## Aim of the task
Report every line of the records below that includes the string "crates".

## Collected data
Content starts

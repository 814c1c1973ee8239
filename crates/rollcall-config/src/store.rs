use std::env;
use std::str::FromStr;

#[derive(Clone, Copy, Debug, PartialEq, Eq)]
pub enum StoreBackend {
    Postgres,
    Memory,
}

impl FromStr for StoreBackend {
    type Err = String;

    fn from_str(s: &str) -> Result<Self, Self::Err> {
        match s.trim().to_lowercase().as_str() {
            "postgres" | "postgresql" | "pg" => Ok(Self::Postgres),
            "memory" | "in-memory" | "mem" => Ok(Self::Memory),
            other => Err(format!("unknown store backend: {other}")),
        }
    }
}

#[derive(Clone, Debug)]
pub struct StoreConfig {
    pub backend: StoreBackend,
    pub database_url: Option<String>,
    pub max_connections: u32,
}

impl StoreConfig {
    /// `STORE_BACKEND` wins; otherwise Postgres when `DATABASE_URL` is set.
    pub fn from_env() -> Self {
        let database_url = env::var("DATABASE_URL").ok().filter(|url| !url.is_empty());

        let backend = env::var("STORE_BACKEND")
            .ok()
            .and_then(|v| v.parse().ok())
            .unwrap_or(if database_url.is_some() {
                StoreBackend::Postgres
            } else {
                StoreBackend::Memory
            });

        Self {
            backend,
            database_url,
            max_connections: env::var("DATABASE_MAX_CONNECTIONS")
                .ok()
                .and_then(|s| s.parse().ok())
                .unwrap_or(10),
        }
    }
}
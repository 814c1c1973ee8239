use tracing_subscriber::{EnvFilter, Layer, fmt, layer::SubscriberExt, util::SubscriberInitExt};

/// Default filter directives for a log level: our crates at `level`, noisy
/// dependencies at `warn`.
pub fn default_directives(level: &str) -> String {
    format!(
        "rollcall={level},rollcall_db={level},rollcall_cli={level},rollcall_observability={level},\
         tower_http=warn,hyper=warn,tonic=warn,h2=warn,sqlx=warn"
    )
}

/// `RUST_LOG` wins; otherwise `LOG_LEVEL` (default `info`) feeds [`default_directives`].
pub fn env_filter() -> EnvFilter {
    EnvFilter::try_from_default_env().unwrap_or_else(|_| {
        let level = std::env::var("LOG_LEVEL").unwrap_or_else(|_| "info".to_string());
        EnvFilter::new(default_directives(&level))
    })
}

/// Console-only logging, used when observability is compiled out or
/// switched off with `OBSERVABILITY_ENABLED=false`.
pub fn init_basic_console_logging() {
    let console_layer = fmt::layer()
        .compact()
        .with_target(true)
        .with_file(true)
        .with_line_number(true)
        .with_filter(env_filter());

    // A second init (tests, CLI reuse) keeps the first subscriber.
    let _ = tracing_subscriber::registry().with(console_layer).try_init();
}
use anyhow::anyhow;
use axum::{
    Json,
    extract::{Path, Query, State, rejection::QueryRejection},
};
use rollcall_core::AppError;
use rollcall_models::{AttendanceQuery, AttendanceRecord, AttendanceSubmission, SubmissionResponse};
use tracing::instrument;

use super::service::AttendanceService;
use crate::middleware::auth::AuthTeacher;
use crate::modules::auth::controller::ErrorResponse;
use crate::modules::classes::service::ClassService;
use crate::state::AppState;
use crate::validator::ValidatedJson;

/// Attendance records of a class for one date and session
#[utoipa::path(
    get,
    path = "/api/classes/{class_id}/attendance",
    params(
        ("class_id" = String, Path, description = "Class ID"),
        AttendanceQuery
    ),
    responses(
        (status = 200, description = "Records in submission order; empty if none", body = Vec<AttendanceRecord>),
        (status = 400, description = "Invalid date or session", body = ErrorResponse),
        (status = 401, description = "Unauthorized", body = ErrorResponse),
        (status = 404, description = "Class not found or access denied", body = ErrorResponse)
    ),
    security(
        ("bearer_auth" = [])
    ),
    tag = "Attendance"
)]
#[instrument(skip(state))]
pub async fn get_attendance(
    State(state): State<AppState>,
    auth: AuthTeacher,
    Path(class_id): Path<String>,
    query: Result<Query<AttendanceQuery>, QueryRejection>,
) -> Result<Json<Vec<AttendanceRecord>>, AppError> {
    let Query(query) =
        query.map_err(|e| AppError::bad_request(anyhow!("Invalid query parameters: {}", e)))?;
    let class_id = ClassService::parse_class_id(&class_id)?;
    let records =
        AttendanceService::get_records(state.store.as_ref(), class_id, auth.teacher_id(), query)
            .await?;
    Ok(Json(records))
}

/// Submit attendance for a class, date and session
///
/// Accepted once per `(class, date, session)`; later submissions for the same
/// key are rejected with 400 and write nothing.
#[utoipa::path(
    post,
    path = "/api/classes/{class_id}/attendance",
    params(
        ("class_id" = String, Path, description = "Class ID")
    ),
    request_body = AttendanceSubmission,
    responses(
        (status = 200, description = "Attendance recorded", body = SubmissionResponse),
        (status = 400, description = "Already submitted, or body class_id mismatch", body = ErrorResponse),
        (status = 401, description = "Unauthorized", body = ErrorResponse),
        (status = 404, description = "Class not found or access denied", body = ErrorResponse),
        (status = 422, description = "Invalid entries", body = ErrorResponse)
    ),
    security(
        ("bearer_auth" = [])
    ),
    tag = "Attendance"
)]
#[instrument(skip(state, submission))]
pub async fn submit_attendance(
    State(state): State<AppState>,
    auth: AuthTeacher,
    Path(class_id): Path<String>,
    ValidatedJson(submission): ValidatedJson<AttendanceSubmission>,
) -> Result<Json<SubmissionResponse>, AppError> {
    let class_id = ClassService::parse_class_id(&class_id)?;
    let response =
        AttendanceService::submit(state.store.as_ref(), class_id, auth.teacher_id(), submission)
            .await?;
    Ok(Json(response))
}
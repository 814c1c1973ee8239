//! Strongly-typed ID newtypes.
//!
//! Every entity id is a random v4 UUID wrapped in its own type, so a
//! `StudentId` can never be passed where a `ClassId` is expected. Ids serialize
//! as plain UUID strings and map to Postgres `UUID` columns.

use serde::{Deserialize, Serialize};
use std::fmt;
use utoipa::ToSchema;
use uuid::Uuid;

macro_rules! define_id {
    (
        $(#[$meta:meta])*
        $name:ident
    ) => {
        $(#[$meta])*
        #[derive(
            Clone, Copy, PartialEq, Eq, Hash, PartialOrd, Ord, Serialize, Deserialize, sqlx::Type,
            ToSchema,
        )]
        #[serde(transparent)]
        #[sqlx(transparent)]
        #[schema(value_type = String, format = "uuid")]
        pub struct $name(pub Uuid);

        impl $name {
            /// Create a new random ID.
            #[inline]
            pub fn new() -> Self {
                Self(Uuid::new_v4())
            }

            #[inline]
            pub const fn from_uuid(uuid: Uuid) -> Self {
                Self(uuid)
            }
        }

        impl Default for $name {
            fn default() -> Self {
                Self::new()
            }
        }

        impl fmt::Debug for $name {
            fn fmt(&self, f: &mut fmt::Formatter<'_>) -> fmt::Result {
                write!(f, "{}({})", stringify!($name), self.0)
            }
        }

        impl fmt::Display for $name {
            fn fmt(&self, f: &mut fmt::Formatter<'_>) -> fmt::Result {
                write!(f, "{}", self.0)
            }
        }

        impl From<Uuid> for $name {
            #[inline]
            fn from(uuid: Uuid) -> Self {
                Self(uuid)
            }
        }

        impl From<$name> for Uuid {
            #[inline]
            fn from(id: $name) -> Uuid {
                id.0
            }
        }

        impl std::str::FromStr for $name {
            type Err = uuid::Error;

            fn from_str(s: &str) -> Result<Self, Self::Err> {
                Uuid::parse_str(s).map(Self)
            }
        }
    };
}

define_id!(
    /// Identifier of a teacher account.
    TeacherId
);

define_id!(
    /// Identifier of a class.
    ClassId
);

define_id!(
    /// Identifier of a student.
    StudentId
);

define_id!(
    /// Identifier of a single attendance record.
    AttendanceRecordId
);
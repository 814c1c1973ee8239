pub mod attendance;
pub mod auth;
pub mod classes;
pub mod teachers;
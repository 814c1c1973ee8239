use rollcall_auth::create_access_token;
use rollcall_config::JwtConfig;
use rollcall_core::{AppError, verify_password};
use rollcall_db::Store;
use rollcall_models::{LoginRequest, LoginResponse};
use rollcall_observability::{track_login_failure, track_login_success, track_token_issued};
use tracing::{info, instrument, warn};

use crate::utils::map_store_error;

pub struct AuthService;

impl AuthService {
    /// Unknown usernames and wrong passwords fail identically.
    #[instrument(skip(store, dto, jwt_config), fields(username = %dto.username))]
    pub async fn login(
        store: &dyn Store,
        dto: LoginRequest,
        jwt_config: &JwtConfig,
    ) -> Result<LoginResponse, AppError> {
        let Some(credentials) = store
            .find_teacher_by_username(&dto.username)
            .await
            .map_err(map_store_error)?
        else {
            warn!("Login failed: unknown username");
            track_login_failure("unknown_username");
            return Err(AppError::invalid_credentials());
        };

        if !verify_password(&dto.password, &credentials.hashed_password)? {
            warn!("Login failed: wrong password");
            track_login_failure("wrong_password");
            return Err(AppError::invalid_credentials());
        }

        let access_token = create_access_token(credentials.id, jwt_config)?;
        track_token_issued();
        track_login_success();
        info!(teacher_id = %credentials.id, "Teacher logged in");

        Ok(LoginResponse::bearer(access_token, credentials.into()))
    }
}
use anyhow::anyhow;
use rollcall_core::AppError;
use rollcall_db::Store;
use rollcall_models::{Teacher, TeacherId};
use tracing::instrument;

use crate::utils::map_store_error;

pub struct TeacherService;

impl TeacherService {
    #[instrument(skip(store))]
    pub async fn get_profile(store: &dyn Store, teacher_id: TeacherId) -> Result<Teacher, AppError> {
        store
            .find_teacher(teacher_id)
            .await
            .map_err(map_store_error)?
            .ok_or_else(|| AppError::not_found(anyhow!("Teacher not found")))
    }
}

Content ends

## Result of this exercise
filename crates/rollcall-config/src/store.rs
/// Default filter directives for a log level: our crates at `level`, noisy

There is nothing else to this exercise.